On the contrary, he continues, “The threat of lawlessness comes instead from a president” who wants his executive-branch agencies to be free to act unimpeded by judicial review of arrests (by masked agents), detentions (in perilous facilities), and deportations (including to third countries with horrible human-rights records). Levy reminds us that the immigration courts are part of the executive branch (Article II of the Constitution). They are within the independent judiciary (Article III). As Trump put it in 2018, “When somebody comes in, we must immediately, with no Judges or Court Cases, bring [sic] them back from where they came.” (Emphasis added.) Levy writes:
Mass expulsions without judicial oversight or procedural protection would be not only a violation of international law and of the U.S. Constitution (which guarantees due process to persons, not only citizens).
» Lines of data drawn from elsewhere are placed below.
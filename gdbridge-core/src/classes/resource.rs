/*
 * Copyright (c) godot-rust; Bromeon and contributors.
 * This Source Code Form is subject to the terms of the Mozilla Public
 * License, v. 2.0. If a copy of the MPL was not distributed with this
 * file, You can obtain one at https://mozilla.org/MPL/2.0/.
 */

use sys::{DefaultArg, MethodSpec, ParamMeta, ReturnMeta, SlotType, VariantType};

use crate::builtin::GString;
use crate::classes::{Object, RefCounted};
use crate::meta::class_ptrcall;
use crate::obj::bounds::MemRefCounted;
use crate::obj::{Gd, Inherits};
use crate::registry::VirtualMethodSpec;
use crate::sys;

engine_class!(
    /// Serializable data container.
    Resource: RefCounted,
    memory = MemRefCounted,
    inherits = [RefCounted, Object],
    virtuals = RESOURCE_VIRTUALS,
);

pub trait ResourceApi {
    fn set_name(&mut self, name: &str);

    fn get_name(&self) -> GString;

    /// Shallow copy of the resource. The returned object is new; the caller holds its only reference.
    fn duplicate(&self) -> Gd<Resource>;

    /// Copy of the resource; with `subresources`, nested resources are copied too.
    fn duplicate_ex(&self, subresources: bool) -> Gd<Resource>;
}

impl<T: Inherits<Resource>> ResourceApi for Gd<T> {
    fn set_name(&mut self, name: &str) {
        // SAFETY: `obj_sys()` checks that the object is alive; `T` inherits the method's class.
        unsafe { class_ptrcall("Resource", "set_name", self.obj_sys(), (name,)) }
    }

    fn get_name(&self) -> GString {
        unsafe { class_ptrcall("Resource", "get_name", self.obj_sys(), ()) }
    }

    fn duplicate(&self) -> Gd<Resource> {
        unsafe { class_ptrcall("Resource", "duplicate", self.obj_sys(), ()) }
    }

    fn duplicate_ex(&self, subresources: bool) -> Gd<Resource> {
        unsafe { class_ptrcall("Resource", "duplicate", self.obj_sys(), (subresources,)) }
    }
}

// ----------------------------------------------------------------------------------------------------------------------------------------------

pub(crate) static RESOURCE_METHODS: &[MethodSpec] = &[
    MethodSpec::class(
        "Resource",
        "set_name",
        83702148,
        &[ParamMeta::value("name", VariantType::String)],
        ReturnMeta::VOID,
    ),
    MethodSpec::class("Resource", "get_name", 201670096, &[], ReturnMeta::value(VariantType::String)),
    MethodSpec::class(
        "Resource",
        "duplicate",
        482882304,
        &[ParamMeta::value("subresources", VariantType::Bool).with_default(DefaultArg::Bool(false))],
        ReturnMeta::owned(SlotType::Value(VariantType::Object)),
    ),
];

const RESOURCE_VIRTUALS: &[VirtualMethodSpec] = &[VirtualMethodSpec::new("_setup_local_to_scene", &[], ReturnMeta::VOID)];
It would also be a grave threat to the liberty-as-security of all American residents. Trump proposed to let the lawlessness of border control seep into domestic American space.
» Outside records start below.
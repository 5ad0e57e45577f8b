/*
 * Copyright (c) godot-rust; Bromeon and contributors.
 * This Source Code Form is subject to the terms of the Mozilla Public
 * License, v. 2.0. If a copy of the MPL was not distributed with this
 * file, You can obtain one at https://mozilla.org/MPL/2.0/.
 */

use std::fmt;

use glam::IVec2;

use crate::builtin::{real, Vector2};

/// Vector used for 2D math using integer coordinates.
///
/// 2-element structure that can be used to represent positions in 2D space or any other pair of
/// numeric values.
///
/// It uses integer coordinates and is therefore preferable to [`Vector2`] when exact precision is
/// required. Note that the values are limited to 32 bits, and unlike [`Vector2`] this cannot be
/// configured with an engine build option.
#[derive(Default, Copy, Clone, Eq, PartialEq, Ord, PartialOrd, Hash, Debug)]
#[cfg_attr(feature = "serde", derive(serde::Serialize, serde::Deserialize))]
#[repr(C)]
pub struct Vector2i {
    /// The vector's X component.
    pub x: i32,

    /// The vector's Y component.
    pub y: i32,
}

impl Vector2i {
    /// Vector with all components set to `0`.
    pub const ZERO: Self = Self::splat(0);

    /// Vector with all components set to `1`.
    pub const ONE: Self = Self::splat(1);

    /// Constructs a new `Vector2i` from the given `x` and `y`.
    pub const fn new(x: i32, y: i32) -> Self {
        Self { x, y }
    }

    /// Constructs a new `Vector2i` with both components set to `v`.
    pub const fn splat(v: i32) -> Self {
        Self::new(v, v)
    }

    /// Constructs a new `Vector2i` from a [`Vector2`]. The floating point coordinates of the
    /// argument are truncated.
    pub const fn from_vector2(v: Vector2) -> Self {
        Self {
            x: v.x as i32,
            y: v.y as i32,
        }
    }

    fn from_glam(v: IVec2) -> Self {
        Self::new(v.x, v.y)
    }

    fn to_glam(self) -> IVec2 {
        IVec2::new(self.x, self.y)
    }

    pub fn abs(self) -> Self {
        Self::from_glam(self.to_glam().abs())
    }

    pub fn clamp(self, min: Self, max: Self) -> Self {
        Self::from_glam(self.to_glam().clamp(min.to_glam(), max.to_glam()))
    }

    pub fn length(self) -> real {
        Vector2::from_vector2i(self).length()
    }

    pub fn length_squared(self) -> i32 {
        self.to_glam().length_squared()
    }
}

/// Formats the vector like the engine: `(x, y)`.
impl fmt::Display for Vector2i {
    fn fmt(&self, f: &mut fmt::Formatter<'_>) -> fmt::Result {
        write!(f, "({}, {})", self.x, self.y)
    }
}

impl_vector_operators!(Vector2i, i32, (x, y));
impl_vector_ffi!(Vector2i);

#[cfg(test)]
mod tests {
    use super::*;

    #[test]
    fn truncating_conversion() {
        assert_eq!(Vector2i::from_vector2(Vector2::new(1.9, -1.9)), Vector2i::new(1, -1));
        assert_eq!(Vector2i::new(3, 4).length(), 5.0);
        assert_eq!(Vector2i::new(-3, 4).abs(), Vector2i::new(3, 4));
    }
}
This is no mere purple prose. And it is more than a slippery-slope argument. The area of the country within 100 miles of the borders and coasts is under the jurisdiction of Customs and Border Protection (CBP). That’s where two-thirds of the residents of the United States live. What does that mean? CBP “holds expanded authority in that zone to conduct searches and seizures, create checkpoints, and ask for papers, in ways that would be illegal for ordinary police,” Levy writes. “The only-partial rule of law at the border has already been projected inward.”
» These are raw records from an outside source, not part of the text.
/*
 * Copyright (c) godot-rust; Bromeon and contributors.
 * This Source Code Form is subject to the terms of the Mozilla Public
 * License, v. 2.0. If a copy of the MPL was not distributed with this
 * file, You can obtain one at https://mozilla.org/MPL/2.0/.
 */

//! User classes declared by the test library.

use std::collections::HashMap;
use std::sync::atomic::{AtomicUsize, Ordering};

use gdbridge::prelude::*;
use gdbridge::sys::Global;

/// Instance IDs of recorders that received the pre-delete notification.
static PREDELETED: Global<Vec<i64>> = Global::default();

static COUNTERS_DROPPED: AtomicUsize = AtomicUsize::new(0);

/// Node that records every virtual call it receives.
pub struct VirtualRecorder {
    base: Base<Node>,
    pub deltas: Vec<f64>,
    pub ready_calls: u32,
    pub enter_tree_calls: u32,
    pub exit_tree_calls: u32,
    pub notifications: Vec<i32>,
    pub warnings: Vec<String>,

    /// Makes `_get_configuration_warnings` panic.
    pub broken: bool,
}

declare_class!(VirtualRecorder: Node);

impl VirtualRecorder {
    pub fn base(&self) -> &Base<Node> {
        &self.base
    }

    /// Whether the recorder with this ID was notified before it was freed.
    pub fn was_predeleted(id: InstanceId) -> bool {
        PREDELETED.lock().contains(&id.to_i64())
    }
}

impl UserClass for VirtualRecorder {
    fn init(base: Base<Node>) -> Self {
        Self {
            base,
            deltas: Vec::new(),
            ready_calls: 0,
            enter_tree_calls: 0,
            exit_tree_calls: 0,
            notifications: Vec::new(),
            warnings: Vec::new(),
            broken: false,
        }
    }

    fn register(builder: &mut ClassBuilder<Self>) {
        builder
            .virtual_method("_process", |this: &mut Self, (delta,): (f64,)| {
                this.deltas.push(delta);
            })
            .virtual_method("_ready", |this: &mut Self, (): ()| {
                this.ready_calls += 1;
            })
            .virtual_method("_enter_tree", |this: &mut Self, (): ()| {
                this.enter_tree_calls += 1;
            })
            .virtual_method("_exit_tree", |this: &mut Self, (): ()| {
                this.exit_tree_calls += 1;
            })
            .virtual_method("_notification", |this: &mut Self, (what,): (i32,)| {
                this.notifications.push(what);
                if what == 1 {
                    PREDELETED.lock().push(this.base.instance_id().to_i64());
                }
            })
            .virtual_method("_get_configuration_warnings", |this: &mut Self, (): ()| {
                assert!(!this.broken, "recorder is broken");

                let mut warnings = PackedStringArray::new();
                for warning in &this.warnings {
                    warnings.push(GString::from(warning.as_str()));
                }
                warnings
            });
    }
}

// ----------------------------------------------------------------------------------------------------------------------------------------------

/// Resource with dynamic properties: names starting with `custom_` are stored, all others are left to the engine.
pub struct PropertyBag {
    base: Base<Resource>,
    values: HashMap<String, Variant>,
}

declare_class!(PropertyBag: Resource, name = "ItestPropertyBag");

impl PropertyBag {
    pub fn len(&self) -> usize {
        self.values.len()
    }

    pub fn is_empty(&self) -> bool {
        self.values.is_empty()
    }
}

impl UserClass for PropertyBag {
    fn init(base: Base<Resource>) -> Self {
        Self {
            base,
            values: HashMap::new(),
        }
    }

    fn register(builder: &mut ClassBuilder<Self>) {
        builder
            .virtual_method("_set", |this: &mut Self, (property, value): (StringName, Variant)| {
                let property = property.to_string();
                if !property.starts_with("custom_") {
                    return false;
                }

                this.values.insert(property, value);
                true
            })
            .virtual_method("_get", |this: &mut Self, (property,): (StringName,)| {
                this.values.get(&property.to_string()).cloned().unwrap_or_default()
            })
            .virtual_method("_to_string", |this: &mut Self, (): ()| {
                format!("PropertyBag({} values, #{})", this.values.len(), this.base.instance_id())
            });
    }
}

// ----------------------------------------------------------------------------------------------------------------------------------------------

/// Ref-counted class without overrides; counts how many instances were dropped.
pub struct Counter {
    base: Base<RefCounted>,
    pub value: i64,
}

declare_class!(Counter: RefCounted);

impl Counter {
    pub fn dropped() -> usize {
        COUNTERS_DROPPED.load(Ordering::Acquire)
    }

    pub fn to_gd(&self) -> Gd<Counter> {
        self.base.to_gd().cast::<Counter>()
    }
}

impl UserClass for Counter {
    fn init(base: Base<RefCounted>) -> Self {
        Self { base, value: 0 }
    }
}

impl Drop for Counter {
    fn drop(&mut self) {
        COUNTERS_DROPPED.fetch_add(1, Ordering::AcqRel);
    }
}

// ----------------------------------------------------------------------------------------------------------------------------------------------
// Classes whose registration fails

/// Overrides `_process(delta: float)` with a 32-bit float parameter.
pub struct WrongSignature {
    _base: Base<Node>,
}

declare_class!(WrongSignature: Node);

impl UserClass for WrongSignature {
    fn init(base: Base<Node>) -> Self {
        Self { _base: base }
    }

    fn register(builder: &mut ClassBuilder<Self>) {
        builder.virtual_method("_process", |_this: &mut Self, (_delta,): (f32,)| {});
    }
}

/// Overrides a method that no base class declares.
pub struct UnknownVirtual {
    _base: Base<Node>,
}

declare_class!(UnknownVirtual: Node);

impl UserClass for UnknownVirtual {
    fn init(base: Base<Node>) -> Self {
        Self { _base: base }
    }

    fn register(builder: &mut ClassBuilder<Self>) {
        builder.virtual_method("_physics_tick", |_this: &mut Self, (): ()| {});
    }
}

/// Overrides `_ready` twice.
pub struct DuplicateVirtual {
    _base: Base<Node>,
}

declare_class!(DuplicateVirtual: Node);

impl UserClass for DuplicateVirtual {
    fn init(base: Base<Node>) -> Self {
        Self { _base: base }
    }

    fn register(builder: &mut ClassBuilder<Self>) {
        builder
            .virtual_method("_ready", |_this: &mut Self, (): ()| {})
            .virtual_method("_ready", |_this: &mut Self, (): ()| {});
    }
}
Whither the Fourth and Fifth Amendments?
Do you think the current Immigration and Customs Enforcement (ICE) raids, detentions, and deportations have no effect on peaceful life in America? What about the abduction of people who have done nothing more than look for low-skilled work at a Home Depot parking lot, or who write or say things the president dislikes? “[I]n states and localities without the protection of sanctuary status,” Levy writes, “residents of Latino neighborhoods often fear calling the police even to protect themselves against violence lest the police begin checking citizenship status.” This reluctance extends to seeking medical care for their children and so on. Needless to say, this toxic legal environment also licenses unscrupulous private individuals to blackmail and exploit innocent people.
Libertarians compromise themselves and their honorable philosophy when they applaud or merely ignore how “the cruelty, arbitrariness, and militarization of border policing undermine the rule of law within—through the sacrifice of civil liberties within the hundred-mile zone, the authorization of a terrorizing internal police force outside the normal boundaries of law in ICE, the imprisonment of the innocent, and the threat of deportations without due process.”
With few exceptions, Americans have not had to worry about the midnight knock on the door from the secret police or extrajudicial detention and expulsion. Without exaggeration, we can say that Trump’s immigration policy moves us in that direction. The terror police state can happen here.
Congress, you have some laws to repeal.